しかも新型コロナウイルス感染症で、なお環境は悪化しており、その中で尋常でいられている方が不思議なことかもしれません。

 新型コロナウイルス出現の大騒動から三年経ち、この国は新たな段階を迎えましたので、いよいよ本格的に異常な状況を変えて、利用者・入居者、そして職員の「虐待につながるかもしれないストレス」を吐き出さねばです。

 幸い、僕の仕事の本拠地である東京や名古屋は外に出ても過ごしやすい良い時季を迎えました。

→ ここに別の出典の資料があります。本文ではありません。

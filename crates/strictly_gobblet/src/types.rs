//! Core domain types for stacking tic-tac-toe.

use serde::{Deserialize, Serialize};

/// Player in the game.
#[derive(
    Debug,
    Clone,
    Copy,
    PartialEq,
    Eq,
    Hash,
    Serialize,
    Deserialize,
    derive_more::Display,
    strum::EnumIter,
)]
pub enum Player {
    /// Player A (goes first).
    #[display("Player A")]
    A,
    /// Player B (goes second).
    #[display("Player B")]
    B,
}

impl Player {
    /// Returns the opponent player.
    pub fn opponent(self) -> Self {
        match self {
            Player::A => Player::B,
            Player::B => Player::A,
        }
    }

    /// Zero-based index, used to address per-player storage.
    pub(crate) fn index(self) -> usize {
        match self {
            Player::A => 0,
            Player::B => 1,
        }
    }
}

/// Piece size. Declaration order is the covering order.
#[derive(
    Debug,
    Clone,
    Copy,
    PartialEq,
    Eq,
    Hash,
    PartialOrd,
    Ord,
    Serialize,
    Deserialize,
    derive_more::Display,
    strum::EnumIter,
)]
pub enum Size {
    /// Smallest piece; covers nothing.
    Small,
    /// Covers small pieces.
    Medium,
    /// Covers small and medium pieces.
    Large,
}

impl Size {
    /// Returns true if a piece of this size may be stacked on `other`.
    pub fn can_cover(self, other: Size) -> bool {
        self > other
    }

    /// Single-character label (`s`, `M`, `L`).
    pub fn glyph(self) -> char {
        match self {
            Size::Small => 's',
            Size::Medium => 'M',
            Size::Large => 'L',
        }
    }
}
//! End-to-end game scenarios driven through the controller.

use strictly_gobblet::{
    Activation, Cell, Game, GameStatus, MoveError, Outcome, Piece, PieceId, Player, Size, Target,
};

fn id(index: usize) -> PieceId {
    PieceId::new(index).expect("valid piece index")
}

fn cell(row: usize, col: usize) -> Cell {
    Cell::new(row, col).expect("valid cell")
}

/// Picks up `piece` and puts it on `(row, col)`.
fn play(game: &mut Game, piece: usize, row: usize, col: usize) -> Result<Activation, MoveError> {
    game.activate(Target::Piece(id(piece)))?;
    game.activate(Target::Cell(cell(row, col)))
}

#[test]
fn test_basic_win() {
    let mut game = Game::new();
    play(&mut game, 0, 0, 0).expect("A small");
    play(&mut game, 6, 2, 0).expect("B small");
    play(&mut game, 1, 0, 1).expect("A small");
    play(&mut game, 7, 2, 1).expect("B small");

    let result = play(&mut game, 2, 0, 2).expect("A medium");
    assert_eq!(
        result,
        Activation::Won {
            player: Player::A,
            to: cell(0, 2)
        }
    );
    assert_eq!(game.outcome(), Some(Outcome::Winner(Player::A)));
    assert_eq!(game.status(), GameStatus::Won(Player::A));
    assert_eq!(game.view().status_line(), "Player A wins!");
}

#[test]
fn test_legal_cover() {
    let mut game = Game::new();
    play(&mut game, 0, 0, 0).expect("A small");
    play(&mut game, 6, 1, 1).expect("B small");

    let result = play(&mut game, 2, 1, 1).expect("A medium covers B small");
    assert!(matches!(result, Activation::Placed { .. }));

    let top = game.board().top(cell(1, 1)).expect("occupied");
    assert_eq!((top.owner(), top.size()), (Player::A, Size::Medium));

    let stack: Vec<_> = game.board().stack(cell(1, 1)).iter().map(Piece::id).collect();
    assert_eq!(stack, vec![id(6), id(2)]);
}

#[test]
fn test_illegal_cover() {
    let mut game = Game::new();
    play(&mut game, 0, 0, 0).expect("A small");
    play(&mut game, 10, 1, 1).expect("B large");

    let err = play(&mut game, 1, 1, 1).expect_err("small cannot cover large");
    assert!(matches!(err, MoveError::IllegalPlacement { .. }));

    let stack: Vec<_> = game.board().stack(cell(1, 1)).iter().map(Piece::id).collect();
    assert_eq!(stack, vec![id(10)]);
    assert_eq!(game.turn(), Player::A);
    assert_eq!(game.selection(), None);
    assert_eq!(game.reserve(Player::A).len(), 5);
}

#[test]
fn test_draw() {
    // A B A
    // A B B
    // B A A
    let mut game = Game::new();
    let moves = [
        (0, 0, 0),
        (6, 0, 1),
        (1, 0, 2),
        (7, 1, 1),
        (2, 1, 0),
        (8, 1, 2),
        (3, 2, 1),
        (9, 2, 0),
    ];
    for (piece, row, col) in moves {
        let result = play(&mut game, piece, row, col).expect("legal move");
        assert!(matches!(result, Activation::Placed { .. }));
    }

    let result = play(&mut game, 4, 2, 2).expect("final move");
    assert_eq!(result, Activation::Drawn { to: cell(2, 2) });
    assert_eq!(game.outcome(), Some(Outcome::Draw));
    assert_eq!(game.view().status_line(), "Game ends in a draw!");
}

#[test]
fn test_win_beats_draw_on_full_board() {
    // A A A
    // B B A
    // A B B   with (0,2) played last
    let mut game = Game::new();
    let moves = [
        (0, 1, 2),
        (6, 1, 0),
        (1, 2, 0),
        (7, 1, 1),
        (2, 0, 0),
        (8, 2, 1),
        (3, 0, 1),
        (9, 2, 2),
    ];
    for (piece, row, col) in moves {
        play(&mut game, piece, row, col).expect("legal move");
    }
    assert!(game.outcome().is_none());

    let result = play(&mut game, 4, 0, 2).expect("final move");
    assert!(game.board().is_full());
    assert_eq!(
        result,
        Activation::Won {
            player: Player::A,
            to: cell(0, 2)
        }
    );
    assert_eq!(game.outcome(), Some(Outcome::Winner(Player::A)));
}

#[test]
fn test_finished_game_ignores_input() {
    let mut game = Game::new();
    for (piece, row, col) in [(0, 0, 0), (6, 2, 0), (1, 0, 1), (7, 2, 1), (2, 0, 2)] {
        play(&mut game, piece, row, col).expect("legal move");
    }
    assert!(game.is_finished());

    let before = game.view();
    assert_eq!(game.activate(Target::Piece(id(8))), Err(MoveError::GameOver));
    assert_eq!(game.activate(Target::Cell(cell(1, 1))), Err(MoveError::GameOver));
    assert_eq!(game.activate(Target::None), Err(MoveError::GameOver));
    assert_eq!(game.view(), before);
}

#[test]
fn test_relocation_win() {
    let mut game = Game::new();
    for (piece, row, col) in [(0, 0, 0), (6, 2, 0), (1, 0, 1), (7, 2, 1)] {
        play(&mut game, piece, row, col).expect("legal move");
    }
    // A moves a medium around before finishing the row by relocation.
    play(&mut game, 2, 1, 2).expect("A medium");
    play(&mut game, 8, 1, 0).expect("B medium");

    let result = play(&mut game, 2, 0, 2).expect("relocate medium into the row");
    assert_eq!(
        result,
        Activation::Won {
            player: Player::A,
            to: cell(0, 2)
        }
    );
    assert!(game.board().top(cell(1, 2)).is_none());
}

#[test]
fn test_moving_onto_own_piece() {
    let mut game = Game::new();
    play(&mut game, 0, 0, 0).expect("A small");
    play(&mut game, 6, 2, 2).expect("B small");

    let result = play(&mut game, 4, 0, 0).expect("A large covers own small");
    assert!(matches!(result, Activation::Placed { .. }));
    assert_eq!(game.board().stack(cell(0, 0)).len(), 2);
}

#[test]
fn test_restart_after_finish() {
    let mut game = Game::new();
    for (piece, row, col) in [(0, 0, 0), (6, 2, 0), (1, 0, 1), (7, 2, 1), (2, 0, 2)] {
        play(&mut game, piece, row, col).expect("legal move");
    }
    game.restart();
    assert_eq!(game.status(), GameStatus::InProgress);
    assert_eq!(game.turn(), Player::A);
    assert!(play(&mut game, 0, 1, 1).is_ok());
}
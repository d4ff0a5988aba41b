//! Interaction phases of the turn controller.

use super::{Location, PieceId, Player};
use serde::{Deserialize, Serialize};

/// A piece the player to move has picked up.
///
/// Only a pointer: the piece itself stays in its reserve slot or on its
/// cell until the move completes.
#[derive(Debug, Clone, Copy, PartialEq, Eq, Hash, Serialize)]
pub struct Selection {
    /// The selected piece.
    pub piece: PieceId,
    /// Where the piece was when it was picked up.
    pub origin: Location,
}

/// Outcome of a finished game.
#[derive(Debug, Clone, Copy, PartialEq, Eq, Hash, Serialize, Deserialize)]
pub enum Outcome {
    /// Player won the game.
    Winner(Player),
    /// Board filled with no line completed.
    Draw,
}

impl Outcome {
    /// Returns the winner if there is one.
    pub fn winner(&self) -> Option<Player> {
        match self {
            Outcome::Winner(player) => Some(*player),
            Outcome::Draw => None,
        }
    }

    /// Returns true if the game was a draw.
    pub fn is_draw(&self) -> bool {
        matches!(self, Outcome::Draw)
    }
}

impl std::fmt::Display for Outcome {
    fn fmt(&self, f: &mut std::fmt::Formatter<'_>) -> std::fmt::Result {
        match self {
            Outcome::Winner(player) => write!(f, "{} wins!", player),
            Outcome::Draw => write!(f, "Game ends in a draw!"),
        }
    }
}

/// Where the controller is in the pick-up / put-down cycle.
#[derive(Debug, Clone, Copy, PartialEq, Eq, Default, Serialize)]
pub enum Phase {
    /// Nothing selected.
    #[default]
    Idle,
    /// A piece has been picked up and awaits a destination.
    Selected(Selection),
    /// Terminal. No further input is accepted.
    Finished(Outcome),
}

/// Status of the game as a whole.
#[derive(Debug, Clone, Copy, PartialEq, Eq, Serialize, Deserialize)]
pub enum GameStatus {
    /// Game is ongoing.
    InProgress,
    /// Game ended in a win.
    Won(Player),
    /// Game ended in a draw.
    Draw,
}

impl From<Phase> for GameStatus {
    fn from(phase: Phase) -> Self {
        match phase {
            Phase::Idle | Phase::Selected(_) => GameStatus::InProgress,
            Phase::Finished(Outcome::Winner(player)) => GameStatus::Won(player),
            Phase::Finished(Outcome::Draw) => GameStatus::Draw,
        }
    }
}
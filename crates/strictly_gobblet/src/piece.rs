//! Pieces and their identities.

use super::{Cell, Player, Size};
use serde::Serialize;

/// Number of pieces each player owns.
pub const PIECES_PER_PLAYER: usize = 6;

/// Total number of pieces in a game.
pub const PIECE_COUNT: usize = 2 * PIECES_PER_PLAYER;

/// Size of the piece starting in each reserve slot.
const SLOT_SIZES: [Size; PIECES_PER_PLAYER] = [
    Size::Small,
    Size::Small,
    Size::Medium,
    Size::Medium,
    Size::Large,
    Size::Large,
];

/// Stable identity of one of the twelve pieces.
///
/// Player A owns ids 0-5 and Player B owns 6-11, each in reserve
/// slot order (small, small, medium, medium, large, large).
#[derive(
    Debug, Clone, Copy, PartialEq, Eq, Hash, PartialOrd, Ord, Serialize, derive_more::Display,
)]
#[display("#{}", _0)]
pub struct PieceId(u8);

impl PieceId {
    /// Returns the id for `index`, or `None` past the last piece.
    pub fn new(index: usize) -> Option<Self> {
        (index < PIECE_COUNT).then_some(Self(index as u8))
    }

    /// Index into a flat piece table (0-11).
    pub fn index(self) -> usize {
        self.0 as usize
    }

    /// The player who owns this piece.
    pub fn owner(self) -> Player {
        if self.index() < PIECES_PER_PLAYER {
            Player::A
        } else {
            Player::B
        }
    }

    /// All twelve ids in order.
    pub fn all() -> impl Iterator<Item = PieceId> {
        (0..PIECE_COUNT as u8).map(PieceId)
    }
}

/// A physical piece.
///
/// Not `Clone`: each piece lives in exactly one container (a reserve
/// slot or a board stack) and is moved between them.
#[derive(Debug, PartialEq, Eq, Serialize)]
pub struct Piece {
    id: PieceId,
    owner: Player,
    size: Size,
}

impl Piece {
    pub(crate) fn new(id: PieceId, owner: Player, size: Size) -> Self {
        Self { id, owner, size }
    }

    /// Returns the piece's identity.
    pub fn id(&self) -> PieceId {
        self.id
    }

    /// Returns the owning player.
    pub fn owner(&self) -> Player {
        self.owner
    }

    /// Returns the size.
    pub fn size(&self) -> Size {
        self.size
    }

    /// Returns a copyable description of this piece.
    pub fn info(&self) -> PieceInfo {
        PieceInfo {
            id: self.id,
            owner: self.owner,
            size: self.size,
        }
    }

    /// Returns true if this piece may be placed over `other`.
    ///
    /// An absent piece is always coverable; otherwise this piece must be
    /// strictly larger. Ownership of `other` is irrelevant.
    pub fn can_cover(&self, other: Option<&Piece>) -> bool {
        other.is_none_or(|other| self.size.can_cover(other.size))
    }

    /// Builds one player's pieces in reserve slot order.
    pub(crate) fn set_for(owner: Player) -> [Piece; PIECES_PER_PLAYER] {
        let base = owner.index() * PIECES_PER_PLAYER;
        std::array::from_fn(|slot| Piece::new(PieceId((base + slot) as u8), owner, SLOT_SIZES[slot]))
    }
}

/// Copyable snapshot of a piece's identity, for views and errors.
#[derive(Debug, Clone, Copy, PartialEq, Eq, Hash, Serialize)]
pub struct PieceInfo {
    /// Piece identity.
    pub id: PieceId,
    /// Owning player.
    pub owner: Player,
    /// Piece size.
    pub size: Size,
}

/// Where a piece currently lives.
#[derive(Debug, Clone, Copy, PartialEq, Eq, Hash, Serialize)]
pub enum Location {
    /// In its owner's reserve, at the given slot.
    Reserve {
        /// Slot index in presentation order.
        slot: usize,
    },
    /// Somewhere in the stack at the given cell.
    Board(Cell),
}

#[cfg(test)]
mod tests {
    use super::*;

    #[test]
    fn test_can_cover_empty() {
        let piece = Piece::new(PieceId(0), Player::A, Size::Small);
        assert!(piece.can_cover(None));
    }

    #[test]
    fn test_can_cover_ignores_owner() {
        let large = Piece::new(PieceId(4), Player::A, Size::Large);
        let own_medium = Piece::new(PieceId(2), Player::A, Size::Medium);
        let their_medium = Piece::new(PieceId(8), Player::B, Size::Medium);
        assert!(large.can_cover(Some(&own_medium)));
        assert!(large.can_cover(Some(&their_medium)));
    }

    #[test]
    fn test_cannot_cover_equal_or_larger() {
        let medium = Piece::new(PieceId(2), Player::A, Size::Medium);
        let their_medium = Piece::new(PieceId(8), Player::B, Size::Medium);
        let their_large = Piece::new(PieceId(10), Player::B, Size::Large);
        assert!(!medium.can_cover(Some(&their_medium)));
        assert!(!medium.can_cover(Some(&their_large)));
    }

    #[test]
    fn test_set_layout() {
        let set = Piece::set_for(Player::B);
        let sizes: Vec<_> = set.iter().map(Piece::size).collect();
        assert_eq!(
            sizes,
            vec![Size::Small, Size::Small, Size::Medium, Size::Medium, Size::Large, Size::Large]
        );
        assert!(set.iter().all(|p| p.owner() == Player::B));
        assert_eq!(set[0].id().index(), 6);
        assert_eq!(set[5].id().index(), 11);
    }
}
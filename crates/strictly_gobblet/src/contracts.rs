//! Contract-based validation for controller transitions.
//!
//! Contracts define correctness through preconditions and postconditions.
//! They formalize the Hoare-style reasoning: {P} action {Q}

use super::action::{MoveError, SelectionRefusal};
use super::game::Game;
use super::invariants::{GameInvariants, InvariantSet};
use super::phases::{Phase, Selection};
use super::{Cell, Location, PieceId};
use tracing::{instrument, warn};

// ─────────────────────────────────────────────────────────────
//  Contract Trait
// ─────────────────────────────────────────────────────────────

/// A contract defines preconditions and postconditions for state transitions.
///
/// - Precondition: {P(state, action)} - must hold before applying action;
///   yields whatever the transition needs to proceed.
/// - Postcondition: {Q(after)} - must hold once the action is applied.
pub trait Contract<S, A> {
    /// What a satisfied precondition hands to the transition.
    type Granted;

    /// Checks preconditions before applying the action.
    fn pre(state: &S, action: &A) -> Result<Self::Granted, MoveError>;

    /// Checks postconditions after applying the action.
    fn post(after: &S) -> Result<(), MoveError>;
}

// ─────────────────────────────────────────────────────────────
//  Selection Preconditions
// ─────────────────────────────────────────────────────────────

/// Precondition: The piece belongs to the player to move.
pub struct OwnedByMover;

impl OwnedByMover {
    /// Checks that `piece` is the mover's.
    #[instrument(skip(game))]
    pub fn check(piece: &PieceId, game: &Game) -> Result<(), SelectionRefusal> {
        if piece.owner() != game.turn() {
            Err(SelectionRefusal::NotOwned(piece.owner()))
        } else {
            Ok(())
        }
    }
}

/// Precondition: The piece is in reserve or tops its cell.
pub struct Exposed;

impl Exposed {
    /// Checks that nothing covers `piece`, returning its location.
    #[instrument(skip(game))]
    pub fn check(piece: &PieceId, game: &Game) -> Result<Location, SelectionRefusal> {
        game.selectable(*piece)
    }
}

/// Composite precondition: a piece is selectable if the mover owns it
/// and nothing covers it.
pub struct LegalSelection;

impl LegalSelection {
    /// Validates all preconditions for picking up `piece`.
    #[instrument(skip(game))]
    pub fn check(piece: &PieceId, game: &Game) -> Result<Location, MoveError> {
        let refuse = |reason| MoveError::IllegalSelection {
            player: game.turn(),
            piece: *piece,
            reason,
        };
        OwnedByMover::check(piece, game).map_err(refuse)?;
        Exposed::check(piece, game).map_err(refuse)
    }
}

// ─────────────────────────────────────────────────────────────
//  Transition Contracts
// ─────────────────────────────────────────────────────────────

/// Contract for picking up a piece.
///
/// Preconditions:
/// - Piece belongs to the player to move
/// - Piece is in reserve or on top of its cell
///
/// Postconditions:
/// - All game invariants hold
pub struct SelectContract;

impl Contract<Game, PieceId> for SelectContract {
    type Granted = Location;

    fn pre(game: &Game, piece: &PieceId) -> Result<Location, MoveError> {
        LegalSelection::check(piece, game)
    }

    fn post(after: &Game) -> Result<(), MoveError> {
        check_invariants(after)
    }
}

/// Contract for putting the selected piece down.
///
/// Preconditions:
/// - A piece is selected
///
/// The covering rule is not a precondition: the board enforces it and
/// the controller compensates when it refuses.
///
/// Postconditions:
/// - All game invariants hold
pub struct PlaceContract;

impl Contract<Game, Cell> for PlaceContract {
    type Granted = Selection;

    fn pre(game: &Game, to: &Cell) -> Result<Selection, MoveError> {
        match game.phase() {
            Phase::Selected(selection) => Ok(selection),
            Phase::Idle => Err(MoveError::NothingSelected(*to)),
            Phase::Finished(_) => Err(MoveError::GameOver),
        }
    }

    fn post(after: &Game) -> Result<(), MoveError> {
        check_invariants(after)
    }
}

/// Verifies all invariants using the composed set.
fn check_invariants(game: &Game) -> Result<(), MoveError> {
    GameInvariants::check_all(game).map_err(|violations| {
        let descriptions = violations
            .iter()
            .map(|v| v.description.as_str())
            .collect::<Vec<_>>()
            .join("; ");
        warn!(%descriptions, "Postcondition failed");
        MoveError::InvariantViolation(format!("Postcondition failed: {}", descriptions))
    })
}

/// Asserts that all game invariants hold (panic on violation in debug builds).
#[instrument(skip(game))]
pub fn assert_invariants(game: &Game) {
    debug_assert!(check_invariants(game).is_ok(), "Game invariants violated");
}
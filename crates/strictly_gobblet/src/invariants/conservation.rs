//! Piece conservation: all twelve pieces, each in exactly one place.

use super::super::piece::PIECE_COUNT;
use super::super::{Game, Player};
use super::Invariant;

/// Invariant: every piece is in exactly one container.
///
/// Each of the twelve ids appears once across both reserves and all
/// board stacks, and a reserve only holds its owner's pieces.
pub struct PieceConservationInvariant;

impl Invariant<Game> for PieceConservationInvariant {
    fn holds(game: &Game) -> bool {
        let mut seen = [0u8; PIECE_COUNT];

        for player in [Player::A, Player::B] {
            for (_, piece) in game.reserve(player).remaining() {
                if piece.owner() != player || piece.id().owner() != player {
                    return false;
                }
                seen[piece.id().index()] += 1;
            }
        }
        for (_, piece) in game.board().pieces() {
            if piece.id().owner() != piece.owner() {
                return false;
            }
            seen[piece.id().index()] += 1;
        }

        seen.iter().all(|count| *count == 1)
    }

    fn description() -> &'static str {
        "Every piece is in exactly one reserve slot or board stack"
    }
}
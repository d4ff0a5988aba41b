//! First-class invariants for the stacking game.
//!
//! Invariants are logical properties that must hold between every two
//! activations. They are testable independently and serve as
//! documentation of system guarantees.

/// A logical property that must hold for a given state.
///
/// Invariants express system guarantees that should never be violated.
/// They are checked in debug builds and can be tested independently.
pub trait Invariant<S> {
    /// Checks if the invariant holds for the given state.
    fn holds(state: &S) -> bool;

    /// Human-readable description of the invariant.
    fn description() -> &'static str;
}

/// Violation of an invariant.
#[derive(Debug, Clone, PartialEq, Eq)]
pub struct InvariantViolation {
    /// Description of the violated invariant.
    pub description: String,
}

impl InvariantViolation {
    /// Creates a new invariant violation.
    pub fn new(description: impl Into<String>) -> Self {
        Self {
            description: description.into(),
        }
    }
}

/// A set of invariants that can be checked together.
///
/// This trait enables composition of multiple invariants into a single
/// verification step. Implementations are provided for tuples.
pub trait InvariantSet<S> {
    /// Checks all invariants in the set.
    ///
    /// Returns Ok(()) if all invariants hold, or Err with a list of
    /// violations if any invariant fails.
    fn check_all(state: &S) -> Result<(), Vec<InvariantViolation>>;
}

fn collect<S, I: Invariant<S>>(state: &S, violations: &mut Vec<InvariantViolation>) {
    if !I::holds(state) {
        violations.push(InvariantViolation::new(I::description()));
    }
}

fn into_result(violations: Vec<InvariantViolation>) -> Result<(), Vec<InvariantViolation>> {
    if violations.is_empty() {
        Ok(())
    } else {
        Err(violations)
    }
}

// Implement InvariantSet for 3-tuples
impl<S, I1, I2, I3> InvariantSet<S> for (I1, I2, I3)
where
    I1: Invariant<S>,
    I2: Invariant<S>,
    I3: Invariant<S>,
{
    fn check_all(state: &S) -> Result<(), Vec<InvariantViolation>> {
        let mut violations = Vec::new();
        collect::<S, I1>(state, &mut violations);
        collect::<S, I2>(state, &mut violations);
        collect::<S, I3>(state, &mut violations);
        into_result(violations)
    }
}

// Implement InvariantSet for 2-tuples
impl<S, I1, I2> InvariantSet<S> for (I1, I2)
where
    I1: Invariant<S>,
    I2: Invariant<S>,
{
    fn check_all(state: &S) -> Result<(), Vec<InvariantViolation>> {
        let mut violations = Vec::new();
        collect::<S, I1>(state, &mut violations);
        collect::<S, I2>(state, &mut violations);
        into_result(violations)
    }
}

pub mod conservation;
pub mod selection;
pub mod stacking;

pub use conservation::PieceConservationInvariant;
pub use selection::SelectionIntegrityInvariant;
pub use stacking::StrictStackingInvariant;

/// All game invariants as a composable set.
pub type GameInvariants = (
    PieceConservationInvariant,
    StrictStackingInvariant,
    SelectionIntegrityInvariant,
);
//! Screen rendering.

mod board;

use crate::app::App;
use ratatui::{
    Frame,
    layout::Rect,
    style::{Color, Modifier, Style},
    widgets::Paragraph,
};

pub use board::render_board;

/// Draws one frame.
pub fn draw(f: &mut Frame, app: &App) {
    let area = f.area();
    let view = app.game().view();

    let title = Paragraph::new(view.status_line())
        .style(Style::default().fg(Color::Yellow).add_modifier(Modifier::BOLD));
    f.render_widget(title, Rect::new(area.x, area.y, area.width, 1));

    render_board(f, area, app.geometry(), &view);

    let footer_y = area.bottom().saturating_sub(2);
    let message = Paragraph::new(app.status_message());
    f.render_widget(message, Rect::new(area.x, footer_y, area.width, 1).intersection(area));
    let help = Paragraph::new("Click a piece, then a square. 'r' restart, 'q' quit.")
        .style(Style::default().fg(Color::DarkGray));
    f.render_widget(help, Rect::new(area.x, footer_y + 1, area.width, 1).intersection(area));
}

 利用者・入居者が地域社会生活を営めるように支援していくのが僕らの仕事ですが、それは同時に、利用者・入居者・職員=人にとって不可欠な自然・社会とともに過ごす環境の取り戻しでもあり、それが「人が人として生きることを支援する」ということではないでしょうか。

 後にこの職員さんから「桜の花がとってもきれいなので写メに撮り寝たきり状態の利用者さんに見せてあげました」とコメントをくださりメチャメチャ嬉しくなり、介護職を誇らしく思えましたが、同時に介護事業所の入居者が排泄しているところを写メに撮ってSNSに流した事件を思い出した僕はイジョウなのかもしれないとも思いました。

追記

 2022年度末を迎え、まもなく新年度を迎えるため、慌ただしくなっている方もたくさんいらっしゃるのではないでしょうか。ぼくの所属する法人はすでに新年度に切り替わっています。

 日本には「年末」と「年度末」があり、ややこしい仕組みになっていますが、少し調べると、明治時代に会計年度が4月スタートになったことから学校が四月スタートとなり、そして新卒の一括採用が一般的になったことで四月に新年度がスタートすることになったようですね。
ただ、グローバルな企業活動に伴って、海外に合わせて「年」と「年度」が同じ1月~12月にする企業が増えているそうですから、この流れが本流になる日が来るかもしれません。

 年と年度を同じようにするように全産業で給与締めや勤務表なども1日~月末までとしていただけると、かなり頭の中は楽になりますが、ここにきてベトナムの方々とお付き合いするようになり、「日本の正月」と「ベトナムのテト」がずれ、しかもテトは毎年変わるので、重ねて頭の方が厄介を感じています。

 体育の日、10月10日固定に戻してくれ~!!

写真

 桜並木の向こう、鈴鹿山系に沈む太陽が「黄金富士」のようでした。